Potential benefits of dietary changes or supplementation should now be studied to see if they can modify these women's risk, researchers said.
Dr Madona Azar and colleagues from the University of Oklahoma took measurements from 47 women with type-1 diabetes. Data from 23 women who subsequently developed pre-eclampsia were matched with 24 controls.
Previous studies have linked pre-eclampsia risk with vitamin D levels. But Dr Azar and her team believe their study is the first longitudinal study of the link between pre-eclampsia in type-1 diabetes and levels of carotenoids and vitamins.
The researchers measured serum levels of the carotenoids alpha-carotene, beta-carotene, as well as lycopene and lutein at 12 weeks, 22 weeks and 32 weeks. They also studied levels of vitamins A, D and E at the same time intervals.
Dr Azar and colleagues found that levels of alphaand beta-carotene in women who went on to develop pre-eclampsia were around half those in women who did not develop the condition.
They also found that lipid-adjusted levels of many fat-soluble antioxidants declined during pregnancy.
Most of the women enrolled in the study were vitamin D deficient.

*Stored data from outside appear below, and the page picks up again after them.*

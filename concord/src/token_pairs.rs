//! Token-granularity re-pairing and token counting.
//!
//! Phrase-level pairs are broken down into elementary intervals so that
//! partial overlaps can be credited token by token:
//!
//! ```text
//! ref   [----------)          missing residue | overlap | spurious residue
//! hyp        [-----------)
//!       ^    ^      ^    ^
//! ```
//!
//! The overlap is re-paired in token mode, where spans count as equal.
//! Residues from all pairs are cut at every residue boundary and each
//! interval is matched again in token mode.

use crate::matcher::match_group;
use crate::record::{AnnKey, PairRecord, PairSide, Side, TokenPairRecord};
use crate::similarity::{Candidate, Comparison};
use concord_core::Span;
use std::collections::{BTreeMap, BTreeSet, HashMap};
use std::ops::Range;

fn candidate(side: Side, ps: &PairSide) -> Candidate {
    Candidate::new(AnnKey { side, id: ps.ann }, ps.label.clone())
}

/// Break spanned phrase-level pairs into token-level pairs.
pub fn repair_tokens(cmp: &mut Comparison<'_>, pairs: &[PairRecord]) -> Vec<TokenPairRecord> {
    let docs = cmp.docs();
    let span_of = |side: Side, ps: &PairSide| docs.doc(side).get(ps.ann).and_then(|a| a.span);

    let mut residues: Vec<(Candidate, Span)> = Vec::new();
    let mut out = Vec::new();
    for pair in pairs {
        match (&pair.reference, &pair.hypothesis) {
            (Some(r), None) => {
                if let Some(span) = span_of(Side::Ref, r) {
                    residues.push((candidate(Side::Ref, r), span));
                }
            }
            (None, Some(h)) => {
                if let Some(span) = span_of(Side::Hyp, h) {
                    residues.push((candidate(Side::Hyp, h), span));
                }
            }
            (Some(r), Some(h)) => {
                let (Some(rs), Some(hs)) = (span_of(Side::Ref, r), span_of(Side::Hyp, h)) else {
                    continue;
                };
                let rc = candidate(Side::Ref, r);
                let hc = candidate(Side::Hyp, h);
                if rs.start < hs.start {
                    residues.push((rc.clone(), Span::new(rs.start, hs.start)));
                } else if rs.start > hs.start {
                    residues.push((hc.clone(), Span::new(hs.start, rs.start)));
                }
                if rs.end > hs.end {
                    residues.push((rc.clone(), Span::new(hs.end, rs.end)));
                } else if rs.end < hs.end {
                    residues.push((hc.clone(), Span::new(rs.end, hs.end)));
                }
                if let Some(overlap) = rs.intersection(&hs) {
                    for rec in match_group(cmp, &[rc], &[hc], true) {
                        out.push(TokenPairRecord {
                            pair: rec,
                            span: overlap,
                        });
                    }
                }
            }
            (None, None) => {}
        }
    }

    let boundaries: BTreeSet<usize> = residues
        .iter()
        .flat_map(|(_, s)| [s.start, s.end])
        .collect();
    let mut intervals: BTreeMap<Span, (Vec<Candidate>, Vec<Candidate>)> = BTreeMap::new();
    for (cand, span) in residues {
        let cuts: Vec<usize> = boundaries.range(span.start..=span.end).copied().collect();
        for w in cuts.windows(2) {
            let slot = intervals.entry(Span::new(w[0], w[1])).or_default();
            match cand.key.side {
                Side::Ref => slot.0.push(cand.clone()),
                Side::Hyp => slot.1.push(cand.clone()),
            }
        }
    }
    for (span, (refs, hyps)) in intervals {
        for rec in match_group(cmp, &refs, &hyps, true) {
            out.push(TokenPairRecord { pair: rec, span });
        }
    }
    out
}

// ============================================================================
// Token counting
// ============================================================================

/// Maps spans to ranges of indexed units (tokens or pseudo-tokens).
pub trait UnitIndex {
    /// Units wholly covered by `span`, or `None` if a boundary is not a
    /// unit boundary.
    fn range(&self, span: Span) -> Option<Range<usize>>;

    /// Units in the document.
    fn total(&self) -> usize;

    /// Number of units covered by `span`.
    fn count(&self, span: Span) -> Option<usize> {
        self.range(span).map(|r| r.len())
    }
}

/// Token boundaries taken from the document's token annotations.
#[derive(Debug, Clone, Default)]
pub struct TokenIndex {
    starts: HashMap<usize, usize>,
    ends: HashMap<usize, usize>,
    total: usize,
}

impl TokenIndex {
    /// Index sorted token spans: a token's start maps to `i`, its end to
    /// `i + 1`.
    #[must_use]
    pub fn new(mut tokens: Vec<Span>) -> Self {
        tokens.sort();
        let mut index = Self {
            total: tokens.len(),
            ..Self::default()
        };
        for (i, t) in tokens.iter().enumerate() {
            index.starts.insert(t.start, i);
            index.ends.insert(t.end, i + 1);
        }
        index
    }
}

impl UnitIndex for TokenIndex {
    // A token end is also a valid start (the next token) and a token start
    // a valid end (the previous one); residues are cut at such offsets.
    fn range(&self, span: Span) -> Option<Range<usize>> {
        let start = *self.starts.get(&span.start).or_else(|| self.ends.get(&span.start))?;
        let end = *self.ends.get(&span.end).or_else(|| self.starts.get(&span.end))?;
        Some(start..end.max(start))
    }

    fn total(&self) -> usize {
        self.total
    }
}

/// Whitespace-delimited chunks counted between annotation boundaries.
///
/// The signal is cut at every boundary; each piece contributes its own
/// whitespace-split chunk count, so a word straddling a boundary counts
/// once on each side.
#[derive(Debug, Clone, Default)]
pub struct PseudoTokens {
    cumulative: BTreeMap<usize, usize>,
}

impl PseudoTokens {
    /// Count pseudo-tokens of `signal` cut at `boundaries` (character
    /// offsets). The signal end is always a boundary.
    #[must_use]
    pub fn new(signal: &str, boundaries: impl IntoIterator<Item = usize>) -> Self {
        let chars: Vec<char> = signal.chars().collect();
        let mut points: BTreeSet<usize> = boundaries
            .into_iter()
            .filter(|&b| b <= chars.len())
            .collect();
        points.insert(0);
        points.insert(chars.len());

        let mut cumulative = BTreeMap::new();
        let mut prev = 0usize;
        let mut running = 0usize;
        for p in points {
            let piece: String = chars[prev..p].iter().collect();
            running += piece.split_whitespace().count();
            cumulative.insert(p, running);
            prev = p;
        }
        Self { cumulative }
    }
}

impl UnitIndex for PseudoTokens {
    fn range(&self, span: Span) -> Option<Range<usize>> {
        let start = *self.cumulative.get(&span.start)?;
        let end = *self.cumulative.get(&span.end)?;
        Some(start..end.max(start))
    }

    fn total(&self) -> usize {
        self.cumulative.values().next_back().copied().unwrap_or(0)
    }
}

#[cfg(test)]
mod tests {
    use super::*;
    use crate::record::DocPair;
    use crate::similarity::{MethodRegistry, SimilarityEngine};
    use concord_core::{AnnotationType, Document, TypeCatalog};
    use std::sync::Arc;

    fn engine() -> SimilarityEngine {
        let catalog = TypeCatalog::new().with_type(AnnotationType::spanned("PERSON"));
        SimilarityEngine::compile(Arc::new(catalog), None, &MethodRegistry::new()).unwrap()
    }

    #[test]
    fn test_partial_overlap_splits_three_ways() {
        let engine = engine();
        let mut r = Document::new("aa bb cc dd");
        let ra = r.add_spanned("PERSON", 0, 5).unwrap();
        let mut h = Document::new("aa bb cc dd");
        let ha = h.add_spanned("PERSON", 3, 8).unwrap();
        let mut cmp = engine.comparison(DocPair::new(&r, &h));
        let sim = cmp.compute_similarity(
            &Candidate::new(AnnKey::reference(ra), "PERSON"),
            &Candidate::new(AnnKey::hypothesis(ha), "PERSON"),
            false,
        );
        let (rs, hs) = crate::matcher::statuses(&sim);
        let pair = PairRecord::paired(
            PairSide { label: "PERSON".into(), ann: ra, status: rs },
            PairSide { label: "PERSON".into(), ann: ha, status: hs },
        );
        let toks = repair_tokens(&mut cmp, &[pair]);
        assert_eq!(toks.len(), 3);
        assert!(toks[0].pair.is_match());
        assert_eq!(toks[0].span, Span::new(3, 5));
        assert_eq!(toks[1].span, Span::new(0, 3));
        assert_eq!(toks[1].pair.type_name(), "missing");
        assert_eq!(toks[2].span, Span::new(5, 8));
        assert_eq!(toks[2].pair.type_name(), "spurious");
    }

    #[test]
    fn test_residues_cut_at_boundaries() {
        let engine = engine();
        let mut r = Document::new("aa bb cc dd");
        let ra = r.add_spanned("PERSON", 0, 8).unwrap();
        let mut h = Document::new("aa bb cc dd");
        let hb = h.add_spanned("PERSON", 3, 11).unwrap();
        let mut cmp = engine.comparison(DocPair::new(&r, &h));
        let pairs = vec![PairRecord::missing("PERSON", ra), PairRecord::spurious("PERSON", hb)];
        let toks = repair_tokens(&mut cmp, &pairs);
        let spans: Vec<Span> = toks.iter().map(|t| t.span).collect();
        assert_eq!(spans, vec![Span::new(0, 3), Span::new(3, 8), Span::new(8, 11)]);
        assert_eq!(toks[0].pair.type_name(), "missing");
        assert!(toks[1].pair.is_match());
        assert_eq!(toks[2].pair.type_name(), "spurious");
    }

    #[test]
    fn test_token_index() {
        let idx = TokenIndex::new(vec![Span::new(3, 5), Span::new(0, 2), Span::new(6, 9)]);
        assert_eq!(idx.count(Span::new(0, 5)), Some(2));
        assert_eq!(idx.range(Span::new(3, 9)), Some(1..3));
        assert_eq!(idx.count(Span::new(1, 5)), None);
        assert_eq!(idx.range(Span::new(2, 9)), Some(1..3));
        assert_eq!(idx.count(Span::new(0, 3)), Some(1));
        assert_eq!(idx.total(), 3);
    }

    #[test]
    fn test_pseudo_tokens_split_words_at_boundaries() {
        let pt = PseudoTokens::new("John Smith met Mary", [0, 7, 10]);
        assert_eq!(pt.count(Span::new(0, 7)), Some(2));
        assert_eq!(pt.count(Span::new(7, 10)), Some(1));
        assert_eq!(pt.total(), 5);
        assert_eq!(pt.count(Span::new(2, 7)), None);
    }
}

Vitamin D levels appeared to be lower in those who developed pre-eclampsia, but this difference was not statistically significant.
These low vitamin D levels might be partly a result of undiagnosed coeliac disease, which can cause vitamin D absorption problems and occurs in up to 10 per cent of people with type-1 diabetes.
However, the researchers did not collect information on dietary intake. They said that such information would be useful to help 'dissect cause and effect'. 'Further studies are needed to define whether optimising fat-soluble antioxidant and vitamin status throughout pregnancy can reduce the high incidence of pre-eclampsia in those with type-1 diabetes,' they concluded.